Весь Валентин Пикуль в одном томе — страница 242 из 519

— Ни копейки не дам! — говорил он. — Пусть сами всего достигнут. Дети, надеющиеся на получение наследства от родителей, как правило, ничего не хотят делать… Я начинал жизнь на пустом месте — пусть и они изведают это счастье!

Нефть уже становилась «кровью прогресса», и Сидоров знал те места, где наружу почвы выступали маслянистые пятна. Он провел разведки на реке Ухте, но бурение ему запретил министр государственных имуществ. Сидоров решил действовать контрабандным путем. Закупил в США ценное оборудование, составил партию из студентов-геологов и бродяг — отправился в дальний путь. Это был год, когда Нобель проводил активное бурение на Апшероне, когда брызнула первая бакинская нефть, а керосиновые лампы стали побеждать свечки и лучину в деревнях, — одновременно с Нобелем, далеко на севере, Сидоров погрузил бур в зыбкую почву ухтинской нежили. Погибни они тут — и никто не узнал бы, где сгнили их кости, ибо вокруг на тысячи верст распростерлось первозданное безлюдье лесотундры. Работы было по горло! Много недель подряд Сидоров засыпал под жужжание бура, вгрызавшегося в недра полярной толщи. На отметке в пятьдесят два метра бур треснул, черт бы его побрал! Когда его вынули, из скважины обильно зафонтанировала нефть.

— Ну вот же она! — сказал Сидоров, почти огорченно, смазывая нефтью свои сапоги. — Но мне здорово не повезло… Хорошо бы министра — прямо мордой в эту скважину! А я деньги истратил и в дураках остался. Скажи теперь в Петербурге, что произвел бурение, меня в тюрьму посадят… за нарушение законности!

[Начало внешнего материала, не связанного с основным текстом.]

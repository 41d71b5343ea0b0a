//! MCP server exposing a loaded search index.

use crate::state::IndexState;
use crate::tools::get_entry::{GetEntryRequest, handle_get_entry};
use crate::tools::index_info::handle_index_info;
use crate::tools::lookup::{LookupRequest, handle_lookup};
use rmcp::{
    ServerHandler,
    handler::server::{router::tool::ToolRouter, wrapper::Parameters},
    model::*,
    tool, tool_handler, tool_router,
};
use std::sync::Arc;

/// MCP server answering lookups against one immutable index.
#[derive(Clone)]
pub struct IndexServer {
    /// Loaded once at startup and shared read-only by every request
    state: Arc<IndexState>,

    /// Tool router for handling MCP tool calls
    tool_router: ToolRouter<Self>,
}

impl std::fmt::Debug for IndexServer {
    fn fmt(&self, f: &mut std::fmt::Formatter<'_>) -> std::fmt::Result {
        f.debug_struct("IndexServer")
            .field("search_dir", &self.state.search_dir())
            .field("entries", &self.state.store().len())
            .finish()
    }
}

#[tool_router]
impl IndexServer {
    pub fn new(state: Arc<IndexState>) -> Self {
        Self {
            state,
            tool_router: Self::tool_router(),
        }
    }

    pub fn state(&self) -> &Arc<IndexState> {
        &self.state
    }

    #[tool(
        description = "Find documentation index entries whose key starts with a prefix. Matching is case-insensitive and results keep index order. Optionally restrict to one category (functions, classes, namespaces, files, ...)."
    )]
    async fn lookup(
        &self,
        Parameters(request): Parameters<LookupRequest>,
    ) -> std::result::Result<String, String> {
        handle_lookup(&self.state, request)
    }

    #[tool(
        description = "Show the entry stored under an exact key, with every destination URL and the scope it belongs to. Use lookup first to discover keys."
    )]
    async fn get_entry(
        &self,
        Parameters(request): Parameters<GetEntryRequest>,
    ) -> std::result::Result<String, String> {
        handle_get_entry(&self.state, request)
    }

    #[tool(
        description = "Describe the loaded search index: directory, shard list, entry counts and any shards that failed to load."
    )]
    async fn index_info(&self) -> std::result::Result<String, String> {
        Ok(handle_index_info(&self.state))
    }
}

#[tool_handler]
impl ServerHandler for IndexServer {
    fn get_info(&self) -> ServerInfo {
        ServerInfo::new(ServerCapabilities::builder().enable_tools().build())
            .with_protocol_version(ProtocolVersion::V_2024_11_05)
            .with_server_info(Implementation::from_build_env())
            .with_instructions(format!(
                "searchdata-mcp: prefix lookups over a generated documentation search index \
                 ({} entries from {}). Use lookup to find keys by prefix, get_entry for the \
                 destinations of one key and index_info for an overview.",
                self.state.store().len(),
                self.state.search_dir().display()
            ))
    }
}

Эта первая скважина на Ухте не забыта потомством — она сохранилась под названием «Сидоровская»; советские нефтяники окружили ее штакетником, здесь установлена мемориальная доска. А бочек бездонных не бывает, и нет такого капитала, который бы нельзя было растратить.

Михаил Константинович увидел, что от его миллионов осталось — будто кот наплакал! Золотые жилы ушли в глубины, прииски истощились, новыми он не обзавелся.

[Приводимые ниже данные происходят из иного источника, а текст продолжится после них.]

// Endpoint registry: list, fetch, create, delete.

use tracing::debug;

use crate::client::MonitorClient;
use crate::error::Error;
use crate::models::{Confirmation, CreateEndpointRequest, Created, EndpointId, MonitoredEndpoint};

impl MonitorClient {
    /// List every monitored endpoint, in server order.
    ///
    /// `GET /apis`
    pub async fn list_endpoints(&self) -> Result<Vec<MonitoredEndpoint>, Error> {
        let url = self.url("apis")?;
        self.get(url, &[]).await
    }

    /// Fetch a single endpoint.
    ///
    /// `GET /apis/{id}`
    pub async fn get_endpoint(&self, id: EndpointId) -> Result<MonitoredEndpoint, Error> {
        let url = self.url(&format!("apis/{id}"))?;
        self.get(url, &[]).await
    }

    /// Register a new endpoint.
    ///
    /// `POST /apis` with `{"name": "...", "url": "..."}`. Both values are
    /// trimmed; an empty one is rejected without a request. The service
    /// owns URL validation and duplicate detection, which come back as
    /// [`Error::Validation`].
    pub async fn create_endpoint(&self, name: &str, url: &str) -> Result<Created, Error> {
        let name = name.trim();
        let target = url.trim();
        if name.is_empty() {
            return Err(Error::InvalidInput {
                field: "name",
                reason: "must not be empty".into(),
            });
        }
        if target.is_empty() {
            return Err(Error::InvalidInput {
                field: "url",
                reason: "must not be empty".into(),
            });
        }

        debug!(name, url = target, "creating endpoint");
        let request_url = self.url("apis")?;
        self.post_json(request_url, &CreateEndpointRequest { name, url: target })
            .await
    }

    /// Stop monitoring an endpoint. History is removed with it.
    ///
    /// `DELETE /apis/{id}`
    pub async fn delete_endpoint(&self, id: EndpointId) -> Result<Confirmation, Error> {
        debug!(%id, "deleting endpoint");
        let url = self.url(&format!("apis/{id}"))?;
        self.delete(url).await
    }
}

Какое-то время жил в кредит, пока не обанкротился. Потом сделался должником и сам вскоре осознал, что долгов своих вернуть никогда не сможет… Это был конец!

Не его вина, что он обогнал свой век, опередил свое время, а под старость оказался у разбитого корыта.

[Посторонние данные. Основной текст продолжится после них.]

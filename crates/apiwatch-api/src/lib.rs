// apiwatch-api: Async Rust client for the apiwatch monitoring service

pub mod client;
pub mod error;
pub mod models;
pub mod transport;

mod endpoints;
mod logs;
mod stats;
mod upload;

pub use client::MonitorClient;
pub use error::Error;
pub use models::{
    Confirmation, Created, DEFAULT_LOG_LIMIT, EndpointId, ImportSummary, LogEntry, LogQuery,
    MAX_LOG_LIMIT, MonitoredEndpoint, OverviewSummary, Status,
};
pub use transport::{TlsMode, TransportConfig};
impl Component for DashboardScreen {
    fn handle_key_event(&mut self, key: KeyEvent) -> Result<Option<Action>> {
        Ok(match self.focus {
            Focus::Table => self.handle_table_key(key),
            Focus::Field(field) => self.handle_field_key(field, key),
        })
    }

    fn handle_mouse_event(&mut self, mouse: MouseEvent) -> Result<Option<Action>> {
        if mouse.kind != MouseEventKind::Down(MouseButton::Left) {
            return Ok(None);
        }
        let pos = Position::new(mouse.column, mouse.row);

        let clicked_field = FormField::ALL
            .into_iter()
            .zip(self.field_areas.get())
            .find(|(_, rect)| rect.contains(pos))
            .map(|(field, _)| field);
        if let Some(field) = clicked_field {
            self.focus = Focus::Field(field);
            return Ok(None);
        }

        let table = self.table_area.get();
        if !table.contains(pos) {
            return Ok(None);
        }
        self.focus = Focus::Table;
        let Some(column) = self.column_at(mouse.column) else {
            return Ok(None);
        };

        if mouse.row == table.y {
            if let Some(sort) = column.sort_key() {
                self.sort_by(sort);
            }
            return Ok(None);
        }

        let idx = usize::from(mouse.row - table.y - 1) + self.table_state.get().offset();
        let Some(endpoint) = self.sorted_endpoints().get(idx).copied() else {
            return Ok(None);
        };
        if column == Column::Delete {
            // Deleting never changes the selection
            return Ok(Some(confirm_delete(endpoint)));
        }
        let action = Action::SelectEndpoint(endpoint.id);
        self.set_cursor(idx);
        Ok(Some(action))
    }

    fn update(&mut self, action: &Action) -> Result<Option<Action>> {
        if let Action::StateUpdated(state) = action {
            if state.selected_id != self.state.selected_id {
                self.log_scroll = 0;
            }
            self.state = Arc::clone(state);
            self.set_cursor(self.cursor());
        }
        Ok(None)
    }

    fn render(&self, frame: &mut Frame, area: Rect) {
        let layout = Layout::vertical([
            Constraint::Length(3), // overview
            Constraint::Length(3), // form
            Constraint::Length(1), // error line
            Constraint::Min(6),    // endpoints + logs
        ])
        .split(area);

        self.render_overview(frame, layout[0]);
        self.render_form(frame, layout[1]);
        self.render_error_line(frame, layout[2]);

        let body =
            Layout::horizontal([Constraint::Percentage(55), Constraint::Percentage(45)]).split(layout[3]);
        self.render_table(frame, body[0]);
        self.render_logs(frame, body[1]);
    }

    fn focused(&self) -> bool {
        self.focused
    }

    fn set_focused(&mut self, focused: bool) {
        self.focused = focused;
    }

    fn captures_text(&self) -> bool {
        matches!(self.focus, Focus::Field(_))
    }

    fn id(&self) -> &str {
        "dashboard"
    }
}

Очень много хотел сделать. И за многое брался.

По сути дела, рука Сидорова коснулась того, что мы имеем сейчас на нашем Севере. Тут и ухтинская нефть, и воркутинские угли, охрана котиковых лежбищ и ценные металлы Норильска, морпогранохрана полярных границ и образование северных народностей, мореплавание во льдах, школы-интернаты и фактории в тундре… Разве все можно перечислить?

Доживая свой век в унизительной бедности, Михаил Константинович ни разу не усомнился в том, что совершил в жизни.

— Я правильно распорядился своими миллионами.

— Но их же нет у тебя! — говорила жена.

— Но они были… Семена брошены — зерна созреют.

М. К. Сидоров скончался 12 июля 1887 года.

Так закончилась эпопея героической борьбы одного человека с косностью имперской бюрократии. Никаких миллионов не хватило на завершение того, что задумал он в юности. Оказалось мало даже неукротимой энергии Сидорова, чтобы протаранить неприступные форты имперско-казенного равнодушия. На склоне лет он писал: «Я не встречал ни в ком сочувствия к своей мысли, на меня смотрели, как на фантазера, который жертвует всем своей несбыточной мечте. Трудна была борьба с общим мнением, но в этой борьбе меня воодушевляла мысль, что если я достигну цели, то мои труды и пожертвования оценит потомство!»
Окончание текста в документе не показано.